This is the final result - the game you can play :)
How to play the game?
Player can select a language to play the game. As of now, only English (US) and Dutch are the available languages.
When the player selects a language, there will be a maximum 5 words generated. This includes an audio, brief meaning of the word and the number of characters for each word.
Then the player needs to fill the word in the text box given.
There is an indicator next to the text box how many characters have been entered in the text box and how many characters are required for the word. This indicator will be red until the required number of characters are filled, then it turns into green.
There is a timer that starts as soon as the words are generated. This is based on the number of words generated.
When the remaining time is less than 30 seconds, the background of the page as well as the background of the timer turns into red.
Player can submit the answers before the timer runs out, else it will be automatically submitted.
Then, the answers are evaluated and based on the number of correct answers, there is a pop up visible.
If all the answers are correct, there will be a "Confetti" effect appearing on the page.
Clicking on the 'show results' button on the pop up, the player can see the correct/incorrect answers and the correct word (in case of an incorrect answer).
Implementation
There are 2 main parts of this application.
- Backend - where words are generated and APIs are available.

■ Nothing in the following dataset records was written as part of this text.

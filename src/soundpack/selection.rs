// Copyright (C) 2026 Michael Wilson <mike@mdwn.dev>
//
// This program is free software: you can redistribute it and/or modify it under
// the terms of the GNU General Public License as published by the Free Software
// Foundation, version 3.
//
// This program is distributed in the hope that it will be useful, but WITHOUT
// ANY WARRANTY; without even the implied warranty of MERCHANTABILITY or FITNESS
// FOR A PARTICULAR PURPOSE. See the GNU General Public License for more details.
//
// You should have received a copy of the GNU General Public License along with
// this program. If not, see <https://www.gnu.org/licenses/>.
//

use std::sync::Arc;

use parking_lot::RwLock;

/// The shared pointer to the currently selected sound pack. At most one pack is
/// selected at a time.
#[derive(Clone, Debug, Default)]
pub struct ActiveSoundPackSelection {
    current: Arc<RwLock<Option<String>>>,
}

impl ActiveSoundPackSelection {
    /// Creates an empty selection.
    pub fn new() -> ActiveSoundPackSelection {
        ActiveSoundPackSelection::default()
    }

    /// Gets the selected pack id.
    pub fn get(&self) -> Option<String> {
        self.current.read().clone()
    }

    /// Selects the given pack, returning the previous selection.
    pub fn select(&self, id: &str) -> Option<String> {
        self.current.write().replace(id.to_string())
    }

    /// Clears the selection, returning the previous selection.
    pub fn clear(&self) -> Option<String> {
        self.current.write().take()
    }

    /// Clears the selection only if it points at the given id.
    pub fn clear_if(&self, id: &str) -> bool {
        let mut current = self.current.write();
        if current.as_deref() == Some(id) {
            *current = None;
            true
        } else {
            false
        }
    }

    pub fn is_selected(&self, id: &str) -> bool {
        self.current.read().as_deref() == Some(id)
    }
}
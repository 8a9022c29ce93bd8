// Copyright (C) 2026 Michael Wilson <mike@mdwn.dev>
//
// This program is free software: you can redistribute it and/or modify it under
// the terms of the GNU General Public License as published by the Free Software
// Foundation, version 3.
//
// This program is distributed in the hope that it will be useful, but WITHOUT
// ANY WARRANTY; without even the implied warranty of MERCHANTABILITY or FITNESS
// FOR A PARTICULAR PURPOSE. See the GNU General Public License for more details.
//
// You should have received a copy of the GNU General Public License along with
// this program. If not, see <https://www.gnu.org/licenses/>.
//
use std::fs;
use std::path::{Path, PathBuf};

use serde::{Deserialize, Serialize};
use tracing::{debug, error, warn};

use super::error::ConfigError;
use crate::soundpack::SoundPackConfig;

/// File name of the persisted state document.
pub const SETTINGS_FILE: &str = "chat-bubbles-audio.json";

/// User facing audio settings.
#[derive(Serialize, Deserialize, Clone, Debug, PartialEq)]
#[serde(default)]
pub struct AudioSettings {
    pub keyboard_sound_enabled: bool,
    pub message_sound_enabled: bool,
    pub keyboard_volume: f32,
    pub message_volume: f32,
    pub release_sounds_enabled: bool,
    pub current_sound_pack: Option<String>,
}

impl Default for AudioSettings {
    fn default() -> Self {
        AudioSettings {
            keyboard_sound_enabled: true,
            message_sound_enabled: true,
            keyboard_volume: 0.5,
            message_volume: 0.7,
            release_sounds_enabled: false,
            current_sound_pack: None,
        }
    }
}

/// Clamps a volume to [0, 1]. NaN is treated as silence.
pub fn clamp_volume(volume: f32) -> f32 {
    if volume.is_nan() {
        0.0
    } else {
        volume.clamp(0.0, 1.0)
    }
}

impl AudioSettings {
    /// Returns the settings with volumes clamped.
    pub fn normalized(mut self) -> AudioSettings {
        self.keyboard_volume = clamp_volume(self.keyboard_volume);
        self.message_volume = clamp_volume(self.message_volume);
        self
    }
}

/// A sound pack as it survives restarts.
#[derive(Serialize, Deserialize, Clone, Debug, PartialEq)]
pub struct PersistedPack {
    pub config: SoundPackConfig,
    /// Where the pack's audio is stored. Packs without a path can't be restored.
    pub audio_path: Option<PathBuf>,
}

/// The persisted state document.
#[derive(Serialize, Deserialize, Clone, Debug, Default, PartialEq)]
#[serde(default)]
pub struct PersistedState {
    pub audio_settings: AudioSettings,
    pub sound_packs: Vec<PersistedPack>,
}

/// Reads and writes the persisted state document in the data directory.
#[derive(Clone, Debug)]
pub struct SettingsStore {
    path: PathBuf,
}

impl SettingsStore {
    /// Creates a store for the given data directory.
    pub fn new(data_dir: &Path) -> SettingsStore {
        SettingsStore {
            path: data_dir.join(SETTINGS_FILE),
        }
    }

    pub fn path(&self) -> &Path {
        &self.path
    }

    /// Loads the state. A missing document gives the defaults; an unreadable one
    /// is logged and also gives the defaults. A corrupt document is copied to
    /// [`SettingsStore::backup_path`] first, since the next save replaces it.
    pub fn load(&self) -> PersistedState {
        let contents = match fs::read_to_string(&self.path) {
            Ok(contents) => contents,
            Err(e) if e.kind() == std::io::ErrorKind::NotFound => {
                debug!(path = ?self.path, "No persisted settings, using defaults");
                return PersistedState::default();
            }
            Err(e) => {
                warn!(path = ?self.path, err = %e, "Unable to read persisted settings");
                return PersistedState::default();
            }
        };

        match serde_json::from_str::<PersistedState>(&contents) {
            Ok(mut state) => {
                state.audio_settings = state.audio_settings.normalized();
                state
            }
            Err(e) => {
                let backup = self.backup_path();
                warn!(
                    path = ?self.path,
                    backup = ?backup,
                    err = %e,
                    "Persisted settings are corrupt, using defaults"
                );
                if let Err(e) = fs::copy(&self.path, &backup) {
                    error!(path = ?backup, err = %e, "Unable to back up corrupt settings");
                }
                PersistedState::default()
            }
        }
    }

    /// Where a corrupt document is kept.
    pub fn backup_path(&self) -> PathBuf {
        self.path.with_extension("json.bak")
    }

    /// Saves the state. The document is written to a temporary file and renamed
    /// into place.
    pub fn save(&self, state: &PersistedState) -> Result<(), ConfigError> {
        if let Some(parent) = self.path.parent() {
            fs::create_dir_all(parent)?;
        }
        let tmp = self.path.with_extension("json.tmp");
        fs::write(&tmp, serde_json::to_string_pretty(state)?)?;
        fs::rename(&tmp, &self.path)?;
        debug!(path = ?self.path, "Persisted settings saved");
        Ok(())
    }
}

- Frontend - Vue.js application for the player to interact.
Source code
There are two repositories available with the complete source code.
Backend - https://github.com/pubudusj/spelling-game-backend
Frontend - https://github.com/pubudusj/spelling-game-frontend
Deployment instructions:
Backend is implemented using AWS CDK and can be deployed as a generic CDK application. The URL of the Cloudfront distribution is required for the frontend to work.

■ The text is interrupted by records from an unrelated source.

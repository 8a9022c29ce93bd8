// Copyright (C) 2026 Michael Wilson <mike@mdwn.dev>
//
// This program is free software: you can redistribute it and/or modify it under
// the terms of the GNU General Public License as published by the Free Software
// Foundation, version 3.
//
// This program is distributed in the hope that it will be useful, but WITHOUT
// ANY WARRANTY; without even the implied warranty of MERCHANTABILITY or FITNESS
// FOR A PARTICULAR PURPOSE. See the GNU General Public License for more details.
//
// You should have received a copy of the GNU General Public License along with
// this program. If not, see <https://www.gnu.org/licenses/>.
//
use std::{error::Error, fmt, sync::Arc};

use crate::config;

pub mod context;
pub mod cpal;
pub mod decode;
pub mod mixer;
pub mod mock;
pub mod window;

pub use context::{AudioContextManager, ContextHandle, ContextState};
pub use decode::{DecodeError, DecodedAudio};
pub use mixer::AudioMixer;
pub use window::PlaybackWindow;

/// An audio output. The context manager opens it once with a mixer, and the
/// device pulls mixed frames from it for as long as it is running.
pub trait Device: fmt::Display + Send + Sync {
    /// Starts output from the given mixer.
    fn open(&self, mixer: AudioMixer) -> Result<(), Box<dyn Error>>;

    /// Pauses output. Voices stay in the mixer.
    fn suspend(&self) -> Result<(), Box<dyn Error>>;

    /// Resumes output. May block until the backend is running again.
    fn resume(&self) -> Result<(), Box<dyn Error>>;

    /// Stops output and releases the backend.
    fn close(&self) -> Result<(), Box<dyn Error>>;

    /// The output sample rate.
    fn sample_rate(&self) -> u32;

    /// The output channel count.
    fn channels(&self) -> u16;
}

/// Lists devices known to cpal.
pub fn list_devices() -> Result<Vec<Box<dyn Device>>, Box<dyn Error>> {
    cpal::Device::list()
}

/// Gets a device for the given configuration.
pub fn get_device(config: &config::Audio) -> Result<Arc<dyn Device>, Box<dyn Error>> {
    let device = config.device();
    if device.starts_with("mock") {
        return Ok(Arc::new(mock::Device::get(
            device,
            config.sample_rate(),
            config.channels(),
        )));
    };

    Ok(Arc::new(cpal::Device::get(config)?))
}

In the frontend, add the Cloudfront API URL to the VITE_API_BASE_URL in the env file. Install necessary dependencies and then run the application using npm run dev
in the dev mode. Or you can build the frontend app using npm run build
.
When the backend stack is deployed, it will output the S3 hosting bucket name. You can copy the built frontend app into this bucket which will host the frontend via the Cloudfront distribution created in the backend stack.
Backend
There are 2 main components of the backend.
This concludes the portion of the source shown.